La segregación se refuerza con factores como el género (las mujeres hasta hace poco recibían una educación diferente y aún hoy en día soportan obstáculos que frenan su avance), la geografía (la educación rural es más deficiente), la etnia (los indígenas y los negros reciben una educación más precaria), entre otros.
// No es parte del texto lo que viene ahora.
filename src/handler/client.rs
use crate::{
    abstract_trait::DynClientService,
    domain::{
        requests::{CreateClientRequest, UpdateClientRequest},
        responses::{ApiResponse, ClientResponse},
    },
    errors::HttpError,
    state::AppState,
};
use axum::{
    Json,
    extract::{Extension, Path},
    http::StatusCode,
    response::IntoResponse,
    routing::{delete, get, post, put},
};
use std::sync::Arc;
use utoipa_axum::router::OpenApiRouter;
use validator::Validate;

#[utoipa::path(
    get,
    path = "/api/clients",
    tag = "Client",
    responses(
        (status = 200, description = "List of clients", body = ApiResponse<Vec<ClientResponse>>),
        (status = 500, description = "Internal server error")
    )
)]
pub async fn get_clients(
    Extension(service): Extension<DynClientService>,
) -> Result<impl IntoResponse, HttpError> {
    let response = service.find_all().await?;
    Ok((StatusCode::OK, Json(response)))
}

#[utoipa::path(
    get,
    path = "/api/clients/{id}",
    tag = "Client",
    params(("id" = i32, Path, description = "Client ID")),
    responses(
        (status = 200, description = "Client details", body = ApiResponse<ClientResponse>),
        (status = 404, description = "Client not found")
    )
)]
pub async fn get_client(
    Extension(service): Extension<DynClientService>,
    Path(id): Path<i32>,
) -> Result<impl IntoResponse, HttpError> {
    let response = service.find_by_id(id).await?;
    Ok((StatusCode::OK, Json(response)))
}

#[utoipa::path(
    post,
    path = "/api/clients",
    tag = "Client",
    request_body = CreateClientRequest,
    responses(
        (status = 201, description = "Client created", body = ApiResponse<ClientResponse>),
        (status = 400, description = "Validation error"),
        (status = 404, description = "Gender not found"),
        (status = 409, description = "Phone number already exists")
    )
)]
pub async fn create_client(
    Extension(service): Extension<DynClientService>,
    Json(body): Json<CreateClientRequest>,
) -> Result<impl IntoResponse, HttpError> {
    body.validate()
        .map_err(|e| HttpError::BadRequest(e.to_string()))?;

    let response = service.create(&body).await?;
    Ok((StatusCode::CREATED, Json(response)))
}

#[utoipa::path(
    put,
    path = "/api/clients/{id}",
    tag = "Client",
    params(("id" = i32, Path, description = "Client ID")),
    request_body = UpdateClientRequest,
    responses(
        (status = 200, description = "Client updated", body = ApiResponse<ClientResponse>),
        (status = 400, description = "Validation error"),
        (status = 404, description = "Client or gender not found"),
        (status = 409, description = "Phone number already exists")
    )
)]
pub async fn update_client(
    Extension(service): Extension<DynClientService>,
    Path(id): Path<i32>,
    Json(mut body): Json<UpdateClientRequest>,
) -> Result<impl IntoResponse, HttpError> {
    body.id = id;
    body.validate()
        .map_err(|e| HttpError::BadRequest(e.to_string()))?;

    let response = service.update(&body).await?;
    Ok((StatusCode::OK, Json(response)))
}

#[utoipa::path(
    delete,
    path = "/api/clients/{id}",
    tag = "Client",
    params(("id" = i32, Path, description = "Client ID")),
    responses(
        (status = 200, description = "Client deleted", body = serde_json::Value),
        (status = 404, description = "Client not found")
    )
)]
pub async fn delete_client(
    Extension(service): Extension<DynClientService>,
    Path(id): Path<i32>,
) -> Result<impl IntoResponse, HttpError> {
    let response = service.delete(id).await?;
    Ok((StatusCode::OK, Json(response)))
}

pub fn client_routes(app_state: Arc<AppState>) -> OpenApiRouter {
    OpenApiRouter::new()
        .route("/api/clients", get(get_clients))
        .route("/api/clients", post(create_client))
        .route("/api/clients/{id}", get(get_client))
        .route("/api/clients/{id}", put(update_client))
        .route("/api/clients/{id}", delete(delete_client))
        .layer(Extension(app_state.di_container.client_service.clone()))
}
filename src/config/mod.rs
mod database;
mod myconfig;

pub use self::database::{ConnectionManager, ConnectionPool};
pub use self::myconfig::Config;
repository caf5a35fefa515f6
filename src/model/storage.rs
use serde::{Deserialize, Serialize};
use sqlx::FromRow;

/// Quantity on hand for one product. One row per product by convention.
#[derive(Debug, Clone, Serialize, Deserialize, FromRow)]
pub struct Storage {
    pub storage_id: i32,
    pub product_id: i32,
    pub quantity: i32,
}
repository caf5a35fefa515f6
use crate::{
    abstract_trait::DynGenderService,
    domain::responses::{ApiResponse, GenderResponse},
    errors::HttpError,
    state::AppState,
};
use axum::{
    Json,
    extract::{Extension, Path},
    http::StatusCode,
    response::IntoResponse,
    routing::get,
};
use std::sync::Arc;
use utoipa_axum::router::OpenApiRouter;

#[utoipa::path(
    get,
    path = "/api/genders",
    tag = "Gender",
    responses(
        (status = 200, description = "List of genders", body = ApiResponse<Vec<GenderResponse>>),
        (status = 500, description = "Internal server error")
    )
)]
pub async fn get_genders(
    Extension(service): Extension<DynGenderService>,
) -> Result<impl IntoResponse, HttpError> {
    let response = service.find_all().await?;
    Ok((StatusCode::OK, Json(response)))
}

#[utoipa::path(
    get,
    path = "/api/genders/{id}",
    tag = "Gender",
    params(("id" = i32, Path, description = "Gender ID")),
    responses(
        (status = 200, description = "Gender details", body = ApiResponse<GenderResponse>),
        (status = 404, description = "Gender not found")
    )
)]
pub async fn get_gender(
    Extension(service): Extension<DynGenderService>,
    Path(id): Path<i32>,
) -> Result<impl IntoResponse, HttpError> {
    let response = service.find_by_id(id).await?;
    Ok((StatusCode::OK, Json(response)))
}

pub fn gender_routes(app_state: Arc<AppState>) -> OpenApiRouter {
    OpenApiRouter::new()
        .route("/api/genders", get(get_genders))
        .route("/api/genders/{id}", get(get_gender))
        .layer(Extension(app_state.di_container.gender_service.clone()))
}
De todo esto resulta una sociedad escindida en, por lo menos, cuatro grupos más o menos definidos: uno, el de los privilegiados, con capacidad económica suficiente para esquivar la educación pública y pagar por una educación privada de alta calidad; dos, el de las personas de bajos recursos, principalmente en las ciudades, que logran acceder a la educación pública primaria y secundaria, desmejorada por la “trampa de la debilidad de los bienes públicos”, con lo cual difícilmente avanzan hacia la educación superior; tres, un grupo de clase media y media baja que logra ingresar, haciendo un gran esfuerzo económico, a instituciones privadas de baja calidad y que, una vez egresa al mercado laboral, no supera los niveles intermedios de ese mercado y cuatro, los excluidos del sistema educativo tanto en el campo como en las ciudades, bien sea porque nunca ingresaron, bien porque desertan en algún punto u otro. El gran contraste de esta división, en particular cuando se piensa en términos de derechos, está entre el primer grupo y los otros tres. Es decir, entre una élite que se educa por aparte, con los mejores estándares de calidad posibles, y el resto de la población que, en ocasiones, intenta emular a esos privilegiados, pero sin lograr estándares de calidad similares, o que simplemente, no intenta porque no puede o porque la educación que recibe es de muy baja calidad.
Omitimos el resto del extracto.